▶ **DATA UNDER STUDY**:
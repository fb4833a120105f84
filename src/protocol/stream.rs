//! Message streams over duplex byte transports.
//!
//! [`MessageReader`] drives the decode state machine: a residual buffer
//! accumulates transport reads and is carved into framed messages, with
//! partial frames carried over to the next call. [`MessageWriter`] owns the
//! buffered write path. [`MessageStream`] pairs the two over the split
//! halves of one duplex transport.
//!
//! # Phases
//!
//! A reader is in one of three one-way phases:
//!
//! - `Startup`: the frontend's tagless first-message framing. Only a
//!   StartupMessage moves the stream to `Normal`; an SSLRequest or
//!   CancelRequest leaves it in `Startup` so the same transport can carry a
//!   fresh first message afterwards.
//! - `Normal`: `[tag][length][payload]` framing.
//! - `Errored`: terminal. Entered when a transport error surfaces; the error
//!   is latched and only reported after every already-parseable message in
//!   the residual buffer has been drained.
//!
//! A stream facing a FEBE frontend starts in `Startup`; a stream facing a
//! backend starts in `Normal`, because the proxy only speaks to a server
//! after the client's first message has been consumed and re-emitted.

use bytes::{Buf, BytesMut};
use tokio::io::{
    AsyncRead, AsyncReadExt, AsyncWrite, AsyncWriteExt, BufWriter, ReadHalf, WriteHalf,
};

use crate::codec::buf;
use crate::error::{Error, Result};
use crate::protocol::message::Message;
use crate::protocol::wire::{self, MSG_HEADER_MIN_SIZE, PROTOCOL_VERSION, TAG_FIRST};

/// Size of the scratch refill read against the transport.
pub const DEFAULT_SCRATCH_SIZE: usize = 8 * 1024;

/// Default unflushed-byte bound on the write path. Flush-on-drain is the
/// primary policy; this bound caps how far a chatty peer can defer it.
pub const DEFAULT_MAX_INFLIGHT: usize = 128 * 1024;

/// Connection phase of a [`MessageReader`].
#[derive(Debug, Clone, Copy, PartialEq, Eq)]
pub enum Phase {
    Startup,
    Normal,
    Errored,
}

/// Rebuild a latched error so it can be surfaced more than once.
fn replay(err: &Error) -> Error {
    match err {
        Error::Io(e) => Error::Io(std::io::Error::new(e.kind(), e.to_string())),
        Error::Eof => Error::Eof,
        Error::TruncatedRead => Error::TruncatedRead,
        Error::TooBig { size, limit } => Error::TooBig {
            size: *size,
            limit: *limit,
        },
        Error::WrongSize { expected, got } => Error::WrongSize {
            expected: *expected,
            got: *got,
        },
        other => Error::Protocol(other.to_string()),
    }
}

/// Reads framed messages from a byte transport.
#[derive(Debug)]
pub struct MessageReader<R> {
    transport: R,
    phase: Phase,
    residual: BytesMut,
    latched: Option<Error>,
    scratch_size: usize,
    max_message_size: Option<u32>,
}

enum Step {
    /// A full header is buffered; tag and declared size.
    Header(u8, u32),
    /// No header can form and an error is latched.
    Surface,
}

impl<R> MessageReader<R>
where
    R: AsyncRead + Send + Unpin,
{
    /// Reader for messages coming from a FEBE frontend (begins in the
    /// startup phase).
    pub fn frontend(transport: R) -> MessageReader<R> {
        Self::with_phase(transport, Phase::Startup)
    }

    /// Reader for messages coming from a FEBE backend (begins in the normal
    /// phase).
    pub fn backend(transport: R) -> MessageReader<R> {
        Self::with_phase(transport, Phase::Normal)
    }

    fn with_phase(transport: R, phase: Phase) -> MessageReader<R> {
        MessageReader {
            transport,
            phase,
            residual: BytesMut::with_capacity(DEFAULT_SCRATCH_SIZE),
            latched: None,
            scratch_size: DEFAULT_SCRATCH_SIZE,
            max_message_size: None,
        }
    }

    /// Cap normal-phase declared sizes. There is no built-in cap; the
    /// protocol allows up to 4 GiB frames and it is the caller's call.
    pub fn with_max_message_size(mut self, cap: u32) -> MessageReader<R> {
        self.max_message_size = Some(cap);
        self
    }

    /// Current connection phase.
    pub fn phase(&self) -> Phase {
        self.phase
    }

    /// Whether the residual buffer already holds enough bytes for a tagged
    /// message header, i.e. whether [`next`](Self::next) can produce a
    /// message without touching the transport.
    ///
    /// Conservative in the startup phase (tagless framing bypasses the
    /// residual buffer): rely on `next` to drive the first message.
    pub fn has_next(&self) -> bool {
        self.residual.len() >= MSG_HEADER_MIN_SIZE
    }

    /// Produce the next message.
    ///
    /// The returned message may be a promise borrowing this reader; it must
    /// be forced, streamed, or discarded before the next call.
    pub async fn next(&mut self) -> Result<Message<'_>> {
        match self.phase {
            Phase::Startup => self.next_startup().await,
            Phase::Normal => self.next_normal().await,
            Phase::Errored => Err(self
                .latched
                .as_ref()
                .map(replay)
                .unwrap_or_else(|| Error::Protocol("message stream is errored".into()))),
        }
    }

    async fn next_startup(&mut self) -> Result<Message<'_>> {
        let (size, code) = match self.read_first_header().await {
            Ok(v) => v,
            Err(e) => return Err(self.fail(e)),
        };

        // Only a StartupMessage brings the connection out of the startup
        // sequence; SSLRequest and CancelRequest leave it open for a fresh
        // first message on the same transport.
        if u32::from_be_bytes(code) == PROTOCOL_VERSION {
            self.phase = Phase::Normal;
        }

        Ok(Message::promise(
            TAG_FIRST,
            size,
            code.to_vec(),
            &mut self.transport,
        ))
    }

    async fn read_first_header(&mut self) -> Result<(u32, [u8; 4])> {
        let size = buf::read_u32(&mut self.transport).await?;
        wire::check_startup_size(size)?;
        let mut code = [0u8; 4];
        buf::read_exact_or_eof(&mut self.transport, &mut code).await?;
        Ok((size, code))
    }

    async fn next_normal(&mut self) -> Result<Message<'_>> {
        let step = loop {
            if self.has_next() {
                let tag = self.residual[0];
                let size = u32::from_be_bytes([
                    self.residual[1],
                    self.residual[2],
                    self.residual[3],
                    self.residual[4],
                ]);
                break Step::Header(tag, size);
            }
            if self.latched.is_some() {
                break Step::Surface;
            }
            self.refill().await;
        };

        match step {
            Step::Surface => {
                self.phase = Phase::Errored;
                Err(self
                    .latched
                    .as_ref()
                    .map(replay)
                    .unwrap_or_else(|| Error::Protocol("message stream is errored".into())))
            }
            Step::Header(tag, size) => {
                if size < 4 {
                    return Err(self.fail(Error::WrongSize {
                        expected: 4,
                        got: size,
                    }));
                }
                if let Some(cap) = self.max_message_size {
                    if size - 4 > cap {
                        // The frame stays unconsumed; framing is intact and
                        // the caller decides whether to close.
                        return Err(Error::TooBig {
                            size: size - 4,
                            limit: cap,
                        });
                    }
                }

                self.residual.advance(MSG_HEADER_MIN_SIZE);
                let remaining = (size - 4) as usize;

                if self.residual.len() >= remaining {
                    // Fast path: the whole message is buffered. Split it out
                    // of the residual buffer in place.
                    let payload = self.residual.split_to(remaining).freeze();
                    Ok(Message::buffered_general(tag, payload))
                } else {
                    // Split path: detach the buffered payload prefix (the
                    // residual buffer is about to be recycled) and promise
                    // the tail from the transport.
                    let trailing = self.residual.split().freeze();
                    Ok(Message::promise(tag, size, trailing, &mut self.transport))
                }
            }
        }
    }

    /// One scratch-sized read from the transport into the residual buffer.
    /// Errors are latched, not returned: a few valid messages may already be
    /// buffered ahead of the failure and must be delivered first.
    async fn refill(&mut self) {
        self.residual.reserve(self.scratch_size);
        match self.transport.read_buf(&mut self.residual).await {
            Ok(0) => self.latched = Some(Error::Eof),
            Ok(_) => {}
            Err(e) => self.latched = Some(Error::Io(e)),
        }
    }

    fn fail(&mut self, e: Error) -> Error {
        self.latched = Some(replay(&e));
        self.phase = Phase::Errored;
        e
    }
}

/// Writes framed messages to a byte transport through a buffered sink.
#[derive(Debug)]
pub struct MessageWriter<W> {
    sink: BufWriter<W>,
    unflushed: usize,
    max_inflight: Option<usize>,
}

impl<W: AsyncWrite + Unpin> MessageWriter<W> {
    pub fn new(transport: W) -> MessageWriter<W> {
        MessageWriter {
            sink: BufWriter::new(transport),
            unflushed: 0,
            max_inflight: Some(DEFAULT_MAX_INFLIGHT),
        }
    }

    /// Override the unflushed-byte bound; `None` defers entirely to
    /// flush-on-drain.
    pub fn with_max_inflight(mut self, bound: Option<usize>) -> MessageWriter<W> {
        self.max_inflight = bound;
        self
    }

    /// Write one message. The write lands in the buffered sink; call
    /// [`flush`](Self::flush) (or rely on the inflight bound) to push it to
    /// the peer.
    pub async fn send(&mut self, msg: &mut Message<'_>) -> Result<()> {
        let n = msg.write_to(&mut self.sink).await?;
        self.unflushed += n as usize;
        if let Some(cap) = self.max_inflight {
            if self.unflushed >= cap {
                self.flush().await?;
            }
        }
        Ok(())
    }

    /// Flush the buffered sink down to the transport.
    pub async fn flush(&mut self) -> Result<()> {
        self.sink.flush().await?;
        self.unflushed = 0;
        Ok(())
    }

    /// Flush and shut down the write side of the transport.
    pub async fn shutdown(&mut self) -> Result<()> {
        self.sink.shutdown().await?;
        self.unflushed = 0;
        Ok(())
    }

    pub(crate) async fn send_raw(&mut self, bytes: &[u8]) -> Result<()> {
        self.sink.write_all(bytes).await?;
        self.unflushed += bytes.len();
        Ok(())
    }
}

/// A bidirectional stream of FEBE messages over one duplex transport.
///
/// The stream owns the transport; the caller must not interact with the
/// wrapped object directly. A single stream is not safe for concurrent
/// callers on the same direction; [`into_split`](Self::into_split) yields
/// independently-owned read and write halves for the two-task relay.
#[derive(Debug)]
pub struct MessageStream<T> {
    reader: MessageReader<ReadHalf<T>>,
    writer: MessageWriter<WriteHalf<T>>,
}

impl<T> MessageStream<T>
where
    T: AsyncRead + AsyncWrite + Send + Unpin,
{
    /// Stream for a connection to a FEBE frontend (e.g. psql): begins in the
    /// startup phase.
    pub fn frontend(transport: T) -> MessageStream<T> {
        let (r, w) = tokio::io::split(transport);
        MessageStream {
            reader: MessageReader::frontend(r),
            writer: MessageWriter::new(w),
        }
    }

    /// Stream for a connection to a FEBE backend (e.g. Postgres): begins in
    /// the normal phase.
    pub fn backend(transport: T) -> MessageStream<T> {
        let (r, w) = tokio::io::split(transport);
        MessageStream {
            reader: MessageReader::backend(r),
            writer: MessageWriter::new(w),
        }
    }

    /// See [`MessageReader::has_next`].
    pub fn has_next(&self) -> bool {
        self.reader.has_next()
    }

    /// See [`MessageReader::phase`].
    pub fn phase(&self) -> Phase {
        self.reader.phase()
    }

    /// See [`MessageReader::next`].
    pub async fn next(&mut self) -> Result<Message<'_>> {
        self.reader.next().await
    }

    /// See [`MessageWriter::send`].
    pub async fn send(&mut self, msg: &mut Message<'_>) -> Result<()> {
        self.writer.send(msg).await
    }

    /// See [`MessageWriter::flush`].
    pub async fn flush(&mut self) -> Result<()> {
        self.writer.flush().await
    }

    /// Answer an SSLRequest with a single reply byte
    /// ([`ACCEPT_SSL_REPLY`](wire::ACCEPT_SSL_REPLY) or
    /// [`REJECT_SSL_REPLY`](wire::REJECT_SSL_REPLY)). Only meaningful while
    /// the connection is still in the startup phase.
    pub async fn send_ssl_reply(&mut self, reply: u8) -> Result<()> {
        if self.reader.phase() != Phase::Startup {
            return Err(Error::Protocol(
                "SSL reply sent outside the startup phase".into(),
            ));
        }
        self.writer.send_raw(&[reply]).await?;
        self.writer.flush().await
    }

    /// Split into independently-owned read and write halves.
    pub fn into_split(self) -> (MessageReader<ReadHalf<T>>, MessageWriter<WriteHalf<T>>) {
        (self.reader, self.writer)
    }

    /// Flush and close the transport.
    pub async fn close(mut self) -> Result<()> {
        self.writer.shutdown().await
    }
}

▶ **WHAT YOU SHOULD DO**: The response must consist solely of the lines from the top of the records through the line holding "framing. Only a", copied word for word.

▶ **TASK OUTPUT**:
repository fb4833a120105f84
filename src/protocol/stream.rs
//! Message streams over duplex byte transports.
//!
//! [`MessageReader`] drives the decode state machine: a residual buffer
//! accumulates transport reads and is carved into framed messages, with
//! partial frames carried over to the next call. [`MessageWriter`] owns the
//! buffered write path. [`MessageStream`] pairs the two over the split
//! halves of one duplex transport.
//!
//! # Phases
//!
//! A reader is in one of three one-way phases:
//!
//! - `Startup`: the frontend's tagless first-message framing. Only a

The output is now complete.